Writer Stephen King makes a cameo here, as he so often does in movie adaptations of his stories.
    Playing an antique shop owner, he turns down an offer by now grown-up and well-known author Bill Denbrough (James McAvoy) to autograph one of his own books, pointing out that he didn’t like the ending.
    It’s also part of a running gag employed throughout in which Bill can’t seem to come up with satisfactory conclusions to his novels, a common criticism of King’s own efforts.
    The comment seems an intentional reference from King as to how he expects audiences to react, but there’s certainly a degree of accuracy about it, summarising as it does the feelings of many viewers who have to endure almost three hours of a film that doesn’t really solve the riddle of who or what the titular clownish monster is.
    Do you need to have watched the first instalment to understand Chapter Two? You probably do, for despite the many recaps that are shown, it’s still hard going for a newcomer to catch up with what has gone before.

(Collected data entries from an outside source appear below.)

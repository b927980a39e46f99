use serde::Serialize;

use super::{serialize_value, Labels};
use crate::frame::Frame;

/// Reserved label carrying the metric (frame) name.
pub const NAME_LABEL: &str = "__name__";

#[derive(Debug, Clone, PartialEq, Serialize)]
pub struct InstantSample {
    pub labels: Labels,
    pub timestamp: i64,
    #[serde(serialize_with = "serialize_value")]
    pub value: f64,
}

#[derive(Debug, Clone, Copy, PartialEq, Serialize)]
pub struct SamplePoint {
    pub timestamp: i64,
    #[serde(serialize_with = "serialize_value")]
    pub value: f64,
}

#[derive(Debug, Clone, PartialEq, Serialize)]
pub struct MetricSeries {
    pub labels: Labels,
    pub samples: Vec<SamplePoint>,
}

impl MetricSeries {
    pub fn is_all_nan(&self) -> bool {
        self.samples.iter().all(|s| s.value.is_nan())
    }
}

/// Value-field labels plus the frame's display name under `__name__`.
pub fn series_labels(frame: &Frame) -> Labels {
    let mut labels = frame.value_labels();
    if let Some(name) = frame.display_name() {
        labels.insert(NAME_LABEL.to_string(), name.to_string());
    }
    labels
}

pub(crate) fn instant_vector(frames: &[Frame]) -> Vec<InstantSample> {
    frames
        .iter()
        .filter_map(|frame| {
            let (timestamp, value) = frame.time_value_pairs().last().copied()?;
            Some(InstantSample {
                labels: series_labels(frame),
                timestamp,
                value,
            })
        })
        .collect()
}

pub(crate) fn range_matrix(frames: &[Frame]) -> Vec<MetricSeries> {
    frames
        .iter()
        .filter_map(|frame| {
            let samples: Vec<SamplePoint> = frame
                .time_value_pairs()
                .into_iter()
                .map(|(timestamp, value)| SamplePoint { timestamp, value })
                .collect();
            if samples.is_empty() {
                return None;
            }
            Some(MetricSeries {
                labels: series_labels(frame),
                samples,
            })
        })
        .collect()
}

#[cfg(test)]
mod tests {
    use super::*;
    use crate::frame::tests::{field, series_frame};
    use crate::frame::{Column, FieldRole, REF_ID};
    use pretty_assertions::assert_eq;

    #[test]
    fn test_instant_takes_last_pair() {
        let frames = vec![series_frame("up", &[1000, 2000], &[Some(1.0), Some(2.0)])];
        let samples = instant_vector(&frames);
        assert_eq!(samples.len(), 1);
        assert_eq!((samples[0].timestamp, samples[0].value), (2000, 2.0));
        assert_eq!(samples[0].labels.get(NAME_LABEL).map(String::as_str), Some("up"));
    }

    #[test]
    fn test_range_keeps_full_ordered_sequence() {
        let frames = vec![
            series_frame("a", &[1, 2, 3], &[Some(1.0), Some(2.0), Some(3.0)]),
            series_frame("b", &[], &[]),
        ];
        let matrix = range_matrix(&frames);
        assert_eq!(matrix.len(), 1);
        let points: Vec<(i64, f64)> = matrix[0].samples.iter().map(|p| (p.timestamp, p.value)).collect();
        assert_eq!(points, vec![(1, 1.0), (2, 2.0), (3, 3.0)]);
    }

    #[test]
    fn test_labels_merge_field_labels_and_name() {
        let mut value = field("Value", FieldRole::Number);
        value.labels.insert("job".to_string(), "api".to_string());
        let frame = Frame::new(
            String::new(),
            REF_ID.to_string(),
            vec![field("Time", FieldRole::Time), value],
            vec![Column::Time(vec![Some(1)]), Column::Number(vec![Some(1.0)])],
        );
        let labels = series_labels(&frame);
        assert_eq!(labels.len(), 1);
        assert_eq!(labels.get("job").map(String::as_str), Some("api"));
    }

    #[test]
    fn test_frames_without_series_columns_are_skipped() {
        let frame = Frame::new(
            "x".to_string(),
            REF_ID.to_string(),
            vec![field("Line", FieldRole::String)],
            vec![Column::Text(vec![Some("hello".to_string())])],
        );
        assert!(instant_vector(&[frame.clone()]).is_empty());
        assert!(range_matrix(&[frame]).is_empty());
    }
}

    In short, the movie occurs 27 years after seven kids who call themselves the Losers Club banded together in the small Maine town of Derry in 1989, to defeat an evil supernatural force named Pennywise (Bill Skarsgård), which primarily takes the form of a pernicious Punchinello and gobbles up small children.
    The story opens with an uncomfortably prolonged sequence focusing on a brutal hate crime that goes unpunished, setting off a chain of events leading to the reappearance of Pennywise, ready to again feed his blood lust after almost three decades' absence.

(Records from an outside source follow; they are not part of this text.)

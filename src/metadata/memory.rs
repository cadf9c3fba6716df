//! In-memory metadata store.
//!
//! Stores all records in memory with no persistence. Useful for testing
//! and local development. Uses `RwLock<BTreeMap>` keyed by
//! `(user_id, file_id)` so a partition scan is an ordered range.

use std::collections::BTreeMap;
use std::future::Future;
use std::ops::Bound;
use std::pin::Pin;
use std::sync::RwLock;

use super::store::{Cursor, FilePage, FileRecord, FileStatus, MetadataStore};

type FileKey = (String, String);

#[derive(Default)]
pub struct MemoryMetadataStore {
    files: RwLock<BTreeMap<FileKey, FileRecord>>,
}

impl MemoryMetadataStore {
    pub fn new() -> Self {
        Self::default()
    }
}

impl MetadataStore for MemoryMetadataStore {
    fn put(
        &self,
        record: FileRecord,
    ) -> Pin<Box<dyn Future<Output = anyhow::Result<()>> + Send + '_>> {
        Box::pin(async move {
            let mut files = self.files.write().expect("rwlock poisoned");
            let key = (record.user_id.clone(), record.file_id.clone());
            files.insert(key, record);
            Ok(())
        })
    }

    fn get(
        &self,
        user_id: &str,
        file_id: &str,
    ) -> Pin<Box<dyn Future<Output = anyhow::Result<Option<FileRecord>>> + Send + '_>> {
        let key = (user_id.to_string(), file_id.to_string());
        Box::pin(async move {
            let files = self.files.read().expect("rwlock poisoned");
            Ok(files.get(&key).cloned())
        })
    }

    fn query_active(
        &self,
        user_id: &str,
        limit: u32,
        cursor: Option<&Cursor>,
    ) -> Pin<Box<dyn Future<Output = anyhow::Result<FilePage>> + Send + '_>> {
        // Partition range: from (user_id, "") up to the cursor, or up to the
        // first key of the next possible user id.
        let lower = Bound::Included((user_id.to_string(), String::new()));
        let upper = match cursor {
            Some(c) => Bound::Excluded((user_id.to_string(), c.file_id.clone())),
            None => Bound::Excluded((format!("{user_id}\0"), String::new())),
        };
        Box::pin(async move {
            let files = self.files.read().expect("rwlock poisoned");
            let limit = limit as usize;

            // Fetch one extra record to learn whether another page exists.
            let mut records: Vec<FileRecord> = files
                .range((lower, upper))
                .rev()
                .map(|(_, record)| record)
                .filter(|record| record.status == FileStatus::Active)
                .take(limit + 1)
                .cloned()
                .collect();

            let next_cursor = if records.len() > limit {
                records.truncate(limit);
                records.last().map(Cursor::after)
            } else {
                None
            };

            Ok(FilePage {
                records,
                next_cursor,
            })
        })
    }

    fn update_status_deleted(
        &self,
        user_id: &str,
        file_id: &str,
        deleted_at: i64,
    ) -> Pin<Box<dyn Future<Output = anyhow::Result<()>> + Send + '_>> {
        let key = (user_id.to_string(), file_id.to_string());
        Box::pin(async move {
            let mut files = self.files.write().expect("rwlock poisoned");
            if let Some(record) = files.get_mut(&key) {
                record.status = FileStatus::Deleted;
                record.deleted_at = Some(deleted_at);
            }
            Ok(())
        })
    }

    fn update_shared(
        &self,
        user_id: &str,
        file_id: &str,
        shared_at: i64,
    ) -> Pin<Box<dyn Future<Output = anyhow::Result<()>> + Send + '_>> {
        let key = (user_id.to_string(), file_id.to_string());
        Box::pin(async move {
            let mut files = self.files.write().expect("rwlock poisoned");
            if let Some(record) = files.get_mut(&key) {
                record.shared = true;
                record.last_shared_at = Some(shared_at);
            }
            Ok(())
        })
    }
}

#[cfg(test)]
mod tests {
    use super::*;
    use crate::metadata::store::test_support::{exercise_store, make_record};

    #[tokio::test]
    async fn test_store_contract() {
        exercise_store(&MemoryMetadataStore::new()).await;
    }

    #[tokio::test]
    async fn test_updates_on_missing_record_are_noops() {
        let store = MemoryMetadataStore::new();
        store.update_status_deleted("alice", "nope", 1).await.unwrap();
        store.update_shared("alice", "nope", 1).await.unwrap();
        assert!(store.get("alice", "nope").await.unwrap().is_none());
    }

    #[tokio::test]
    async fn test_limit_counts_only_active_records() {
        let store = MemoryMetadataStore::new();
        for id in ["a1", "a2", "a3"] {
            store.put(make_record("alice", id, "f", 1)).await.unwrap();
        }
        store.update_status_deleted("alice", "a3", 1).await.unwrap();
        store.update_status_deleted("alice", "a2", 1).await.unwrap();

        let page = store.query_active("alice", 1, None).await.unwrap();
        assert_eq!(page.records.len(), 1);
        assert_eq!(page.records[0].file_id, "a1");
        assert!(page.next_cursor.is_none());
    }

    #[tokio::test]
    async fn test_query_stays_inside_the_owner_partition() {
        let store = MemoryMetadataStore::new();
        for (user, id) in [("al", "f1"), ("alice", "f2"), ("al", "f3"), ("bob", "f4")] {
            store.put(make_record(user, id, "f", 1)).await.unwrap();
        }

        let page = store.query_active("al", 10, None).await.unwrap();
        let ids: Vec<&str> = page.records.iter().map(|r| r.file_id.as_str()).collect();
        assert_eq!(ids, vec!["f3", "f1"]);

        let first = store.query_active("al", 1, None).await.unwrap();
        assert_eq!(first.records[0].file_id, "f3");
        let cursor = first.next_cursor.unwrap();
        let second = store.query_active("al", 1, Some(&cursor)).await.unwrap();
        assert_eq!(second.records.len(), 1);
        assert_eq!(second.records[0].file_id, "f1");
        assert!(second.next_cursor.is_none());

        assert!(store.query_active("carol", 10, None).await.unwrap().records.is_empty());
    }
}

    Of the original club, only Mike Hanlon (Isaiah Mustafa) has remained in the town, precisely because he anticipated the creepy clown’s return, and who – with Pennywise now having announced his return – calls on his former childhood friends to return home to battle this evil anew.
    As well as leader Bill, each of the Losers is apparently a winner in life: Beverly Marsh (Jessica Chastain) is a fashion designer; Ben Hanscom (played by Kiwi Jay Ryan) an architect, who has shed his baby fat for washboard abs; Richie Tozier (Bill Hader) a stand-up comedian; Eddie Kaspbrak (James Ransone) a risk analyst; and Stanley Uris (Andy Bean) is fabulously wealthy.

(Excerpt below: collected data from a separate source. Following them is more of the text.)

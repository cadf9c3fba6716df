//! Request handlers.
//!
//! Handlers take already-extracted inputs (state, principal, parsed body)
//! and return `Result<Response, ApiError>`; routing and extraction live in
//! [`crate::server`].

use axum::http::{header, HeaderValue, StatusCode};
use axum::response::{IntoResponse, Response};
use serde::Serialize;

pub mod blobs;
pub mod files;
pub mod health;

/// Serialize `body` as the JSON envelope with the given status.
pub fn json_response<T: Serialize>(status: StatusCode, body: &T) -> Response {
    match serde_json::to_vec(body) {
        Ok(bytes) => (
            status,
            [(
                header::CONTENT_TYPE,
                HeaderValue::from_static("application/json"),
            )],
            bytes,
        )
            .into_response(),
        Err(e) => {
            tracing::error!("Failed to serialize response body: {e}");
            StatusCode::INTERNAL_SERVER_ERROR.into_response()
        }
    }
}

    All but one of them make it back to Derry, with their reunion triggering a return of the memories they had long suppressed.
    Mike, who has done some research involving Indian shamans, reveals to his peers that he knows how exactly Pennywise can be killed, but not before they must all confront their own past experiences with the horrific harlequin.
    The movie is replete with digital effects that show off scores of monstrous beings of various shapes and sizes, but audiences these days are so indifferent to such overkill that the only truly frightening effects are realised through well-placed jump scares.
    In fact, in the attempt to bedazzle the viewer, this sequel misses out on the nuances and finer details, in particular the symbolism and character development that made the first chapter ultimately a more well-rounded product.
    Despite seeming to run on interminably, none of those extraneous minutes are employed in the service of themes such as the power of friendship, reconciling with the past, and, at the heart of the narrative, standing up to one’s fears and phobias.
    The movie is not a full-on disappointment, but the talents of such a stellar cast seems wasted in a production that's more a case of the flesh being willing whilst the spirit is weak. Send in the frowns.